• **Your objective**
Every line that holds the word "WaterLines" needs to be copied from the data below.

Stored data entries:
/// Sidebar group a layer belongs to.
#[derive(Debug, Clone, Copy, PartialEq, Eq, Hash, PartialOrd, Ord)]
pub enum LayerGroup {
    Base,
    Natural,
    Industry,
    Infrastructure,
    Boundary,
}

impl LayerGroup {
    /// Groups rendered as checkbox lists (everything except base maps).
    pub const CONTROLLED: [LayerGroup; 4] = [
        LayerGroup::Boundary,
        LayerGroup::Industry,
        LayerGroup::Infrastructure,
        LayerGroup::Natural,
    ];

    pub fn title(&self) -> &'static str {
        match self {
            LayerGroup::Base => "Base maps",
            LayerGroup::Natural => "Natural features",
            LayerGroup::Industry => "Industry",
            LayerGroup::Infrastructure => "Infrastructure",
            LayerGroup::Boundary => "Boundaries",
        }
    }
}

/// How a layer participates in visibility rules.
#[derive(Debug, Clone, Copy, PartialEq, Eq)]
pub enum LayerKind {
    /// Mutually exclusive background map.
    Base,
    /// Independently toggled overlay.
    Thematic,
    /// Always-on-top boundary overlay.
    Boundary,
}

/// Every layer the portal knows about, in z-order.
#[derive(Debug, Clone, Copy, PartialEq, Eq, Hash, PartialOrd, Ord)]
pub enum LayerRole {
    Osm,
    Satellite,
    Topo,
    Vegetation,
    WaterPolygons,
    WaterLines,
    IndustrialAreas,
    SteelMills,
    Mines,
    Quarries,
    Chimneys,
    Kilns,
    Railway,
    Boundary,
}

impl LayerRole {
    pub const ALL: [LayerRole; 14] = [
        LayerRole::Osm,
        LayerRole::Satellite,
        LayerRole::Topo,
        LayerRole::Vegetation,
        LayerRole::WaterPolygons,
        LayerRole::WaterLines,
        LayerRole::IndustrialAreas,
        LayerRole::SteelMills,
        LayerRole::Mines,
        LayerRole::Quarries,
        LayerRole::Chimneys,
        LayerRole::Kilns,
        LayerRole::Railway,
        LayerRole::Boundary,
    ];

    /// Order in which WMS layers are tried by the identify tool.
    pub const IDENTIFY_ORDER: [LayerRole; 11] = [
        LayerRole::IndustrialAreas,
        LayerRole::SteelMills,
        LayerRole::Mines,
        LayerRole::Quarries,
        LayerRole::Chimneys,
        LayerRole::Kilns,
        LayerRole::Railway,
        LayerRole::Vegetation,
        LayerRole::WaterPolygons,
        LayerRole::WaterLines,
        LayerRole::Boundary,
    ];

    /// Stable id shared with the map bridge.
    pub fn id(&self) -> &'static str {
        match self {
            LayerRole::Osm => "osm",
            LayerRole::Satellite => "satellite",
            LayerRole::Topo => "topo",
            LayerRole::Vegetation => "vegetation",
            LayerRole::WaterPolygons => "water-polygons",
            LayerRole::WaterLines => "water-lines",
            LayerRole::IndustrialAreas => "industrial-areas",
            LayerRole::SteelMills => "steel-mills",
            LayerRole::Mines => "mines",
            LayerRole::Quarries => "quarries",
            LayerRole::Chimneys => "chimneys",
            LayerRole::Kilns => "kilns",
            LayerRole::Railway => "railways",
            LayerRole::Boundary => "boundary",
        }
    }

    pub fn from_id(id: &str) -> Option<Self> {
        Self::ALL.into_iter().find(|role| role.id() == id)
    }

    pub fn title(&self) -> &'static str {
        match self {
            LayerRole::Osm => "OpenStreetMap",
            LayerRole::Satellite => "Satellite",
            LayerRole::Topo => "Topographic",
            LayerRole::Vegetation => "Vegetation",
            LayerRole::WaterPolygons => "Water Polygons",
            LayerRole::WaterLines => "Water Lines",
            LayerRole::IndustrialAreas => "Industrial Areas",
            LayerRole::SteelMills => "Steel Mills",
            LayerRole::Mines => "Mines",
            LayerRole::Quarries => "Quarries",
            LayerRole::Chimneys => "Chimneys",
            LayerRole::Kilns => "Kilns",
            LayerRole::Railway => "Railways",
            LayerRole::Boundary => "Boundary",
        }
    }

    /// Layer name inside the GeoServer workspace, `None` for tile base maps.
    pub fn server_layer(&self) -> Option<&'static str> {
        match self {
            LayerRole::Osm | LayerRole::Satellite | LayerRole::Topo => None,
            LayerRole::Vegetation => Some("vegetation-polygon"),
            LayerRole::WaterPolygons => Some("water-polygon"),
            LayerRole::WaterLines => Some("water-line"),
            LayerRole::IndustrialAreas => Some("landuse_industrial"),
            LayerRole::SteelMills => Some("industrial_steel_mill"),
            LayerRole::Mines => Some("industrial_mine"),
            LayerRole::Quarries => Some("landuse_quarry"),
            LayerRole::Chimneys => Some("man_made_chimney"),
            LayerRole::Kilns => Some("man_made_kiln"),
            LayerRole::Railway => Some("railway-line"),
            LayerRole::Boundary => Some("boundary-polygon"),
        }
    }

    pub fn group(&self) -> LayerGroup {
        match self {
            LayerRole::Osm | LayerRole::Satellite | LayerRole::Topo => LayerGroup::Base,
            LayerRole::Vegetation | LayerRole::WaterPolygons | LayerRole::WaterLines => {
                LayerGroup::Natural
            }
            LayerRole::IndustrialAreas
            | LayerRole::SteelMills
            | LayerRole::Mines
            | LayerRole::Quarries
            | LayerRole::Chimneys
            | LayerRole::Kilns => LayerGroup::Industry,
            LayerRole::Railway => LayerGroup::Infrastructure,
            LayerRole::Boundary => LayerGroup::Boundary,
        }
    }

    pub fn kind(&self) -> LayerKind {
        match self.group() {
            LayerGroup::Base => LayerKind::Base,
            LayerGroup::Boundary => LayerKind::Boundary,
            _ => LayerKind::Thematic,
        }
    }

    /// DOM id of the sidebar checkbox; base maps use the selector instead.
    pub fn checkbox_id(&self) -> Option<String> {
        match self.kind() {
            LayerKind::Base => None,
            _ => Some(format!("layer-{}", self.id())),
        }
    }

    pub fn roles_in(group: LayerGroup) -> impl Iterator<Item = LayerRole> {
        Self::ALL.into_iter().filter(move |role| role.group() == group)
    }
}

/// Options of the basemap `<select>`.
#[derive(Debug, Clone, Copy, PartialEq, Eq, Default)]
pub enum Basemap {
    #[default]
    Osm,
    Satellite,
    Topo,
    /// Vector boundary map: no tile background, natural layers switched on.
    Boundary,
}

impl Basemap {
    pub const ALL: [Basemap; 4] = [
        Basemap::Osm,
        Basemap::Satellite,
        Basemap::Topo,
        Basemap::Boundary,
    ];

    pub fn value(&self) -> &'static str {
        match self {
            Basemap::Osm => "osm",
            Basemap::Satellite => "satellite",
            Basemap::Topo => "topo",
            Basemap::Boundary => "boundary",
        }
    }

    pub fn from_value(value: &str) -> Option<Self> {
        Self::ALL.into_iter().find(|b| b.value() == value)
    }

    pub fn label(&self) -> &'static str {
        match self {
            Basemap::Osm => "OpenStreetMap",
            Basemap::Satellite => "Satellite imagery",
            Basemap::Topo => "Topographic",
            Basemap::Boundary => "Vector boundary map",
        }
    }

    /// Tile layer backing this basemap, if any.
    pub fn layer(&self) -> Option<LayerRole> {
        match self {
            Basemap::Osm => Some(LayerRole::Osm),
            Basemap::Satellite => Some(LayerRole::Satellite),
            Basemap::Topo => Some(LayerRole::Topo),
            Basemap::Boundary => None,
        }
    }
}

--

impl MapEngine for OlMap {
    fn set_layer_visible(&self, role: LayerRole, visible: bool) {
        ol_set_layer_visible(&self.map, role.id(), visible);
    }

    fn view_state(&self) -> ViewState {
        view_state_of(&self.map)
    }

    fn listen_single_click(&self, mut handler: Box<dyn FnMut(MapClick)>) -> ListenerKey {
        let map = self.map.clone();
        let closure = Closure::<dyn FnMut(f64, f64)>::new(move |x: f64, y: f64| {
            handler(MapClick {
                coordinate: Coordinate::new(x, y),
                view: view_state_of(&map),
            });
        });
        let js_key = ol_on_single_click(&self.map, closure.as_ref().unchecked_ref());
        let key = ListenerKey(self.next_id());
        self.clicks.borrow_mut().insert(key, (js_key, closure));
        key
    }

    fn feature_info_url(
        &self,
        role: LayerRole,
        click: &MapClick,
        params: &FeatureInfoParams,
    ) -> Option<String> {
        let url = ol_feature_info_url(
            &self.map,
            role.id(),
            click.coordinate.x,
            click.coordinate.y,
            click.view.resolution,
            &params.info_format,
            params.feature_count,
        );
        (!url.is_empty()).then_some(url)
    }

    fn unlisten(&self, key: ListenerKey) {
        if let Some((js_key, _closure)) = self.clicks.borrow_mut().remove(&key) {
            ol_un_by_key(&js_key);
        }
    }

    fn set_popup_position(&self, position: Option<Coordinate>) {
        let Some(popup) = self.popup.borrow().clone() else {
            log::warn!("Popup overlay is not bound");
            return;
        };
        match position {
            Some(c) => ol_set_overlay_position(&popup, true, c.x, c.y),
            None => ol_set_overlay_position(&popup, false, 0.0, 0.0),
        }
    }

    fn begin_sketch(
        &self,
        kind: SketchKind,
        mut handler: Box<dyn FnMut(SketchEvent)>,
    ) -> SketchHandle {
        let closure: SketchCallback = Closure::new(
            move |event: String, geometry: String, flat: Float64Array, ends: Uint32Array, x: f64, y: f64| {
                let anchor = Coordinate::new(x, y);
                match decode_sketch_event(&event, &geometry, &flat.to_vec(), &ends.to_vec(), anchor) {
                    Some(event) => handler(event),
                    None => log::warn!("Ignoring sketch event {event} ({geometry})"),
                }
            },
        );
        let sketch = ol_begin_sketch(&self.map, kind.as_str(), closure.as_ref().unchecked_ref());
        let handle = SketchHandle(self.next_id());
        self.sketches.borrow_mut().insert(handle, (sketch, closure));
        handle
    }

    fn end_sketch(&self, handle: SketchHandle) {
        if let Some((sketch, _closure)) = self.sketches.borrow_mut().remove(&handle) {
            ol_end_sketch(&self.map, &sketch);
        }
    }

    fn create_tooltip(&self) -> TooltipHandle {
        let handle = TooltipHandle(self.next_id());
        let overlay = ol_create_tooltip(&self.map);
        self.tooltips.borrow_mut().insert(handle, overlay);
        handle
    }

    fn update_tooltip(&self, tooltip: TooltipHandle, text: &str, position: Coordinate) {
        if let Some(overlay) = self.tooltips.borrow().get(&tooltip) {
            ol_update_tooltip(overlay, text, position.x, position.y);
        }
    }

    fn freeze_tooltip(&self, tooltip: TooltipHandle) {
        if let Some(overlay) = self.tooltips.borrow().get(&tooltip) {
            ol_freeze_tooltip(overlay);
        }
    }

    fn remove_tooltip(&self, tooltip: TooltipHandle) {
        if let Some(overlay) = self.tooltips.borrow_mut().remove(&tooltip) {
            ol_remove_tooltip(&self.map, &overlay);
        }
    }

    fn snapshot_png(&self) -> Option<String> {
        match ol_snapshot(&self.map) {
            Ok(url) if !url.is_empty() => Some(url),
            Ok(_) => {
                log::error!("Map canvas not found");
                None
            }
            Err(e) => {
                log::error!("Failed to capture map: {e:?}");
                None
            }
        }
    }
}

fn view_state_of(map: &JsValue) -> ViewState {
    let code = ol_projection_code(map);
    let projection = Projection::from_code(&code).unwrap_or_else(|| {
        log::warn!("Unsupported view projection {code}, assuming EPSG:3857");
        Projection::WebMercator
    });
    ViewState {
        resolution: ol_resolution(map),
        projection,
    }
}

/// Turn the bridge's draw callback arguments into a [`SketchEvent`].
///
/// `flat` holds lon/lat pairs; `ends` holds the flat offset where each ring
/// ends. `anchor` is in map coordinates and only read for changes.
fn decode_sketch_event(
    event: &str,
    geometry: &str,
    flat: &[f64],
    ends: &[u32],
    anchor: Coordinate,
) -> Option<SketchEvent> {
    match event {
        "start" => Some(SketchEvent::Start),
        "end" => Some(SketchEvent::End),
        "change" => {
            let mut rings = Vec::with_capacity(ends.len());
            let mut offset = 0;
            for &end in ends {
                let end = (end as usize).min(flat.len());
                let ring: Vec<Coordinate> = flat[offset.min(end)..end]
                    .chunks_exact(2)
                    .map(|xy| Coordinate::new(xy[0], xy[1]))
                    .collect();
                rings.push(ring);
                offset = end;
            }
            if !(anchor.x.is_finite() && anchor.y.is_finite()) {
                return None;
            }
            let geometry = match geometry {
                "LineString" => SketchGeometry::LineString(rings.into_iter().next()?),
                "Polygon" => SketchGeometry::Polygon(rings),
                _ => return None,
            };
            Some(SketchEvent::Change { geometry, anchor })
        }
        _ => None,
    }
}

• **Reply**
    WaterLines,
        LayerRole::WaterLines,
        LayerRole::WaterLines,
            LayerRole::WaterLines => "water-lines",
            LayerRole::WaterLines => "Water Lines",
            LayerRole::WaterLines => Some("water-line"),
            LayerRole::Vegetation | LayerRole::WaterPolygons | LayerRole::WaterLines => {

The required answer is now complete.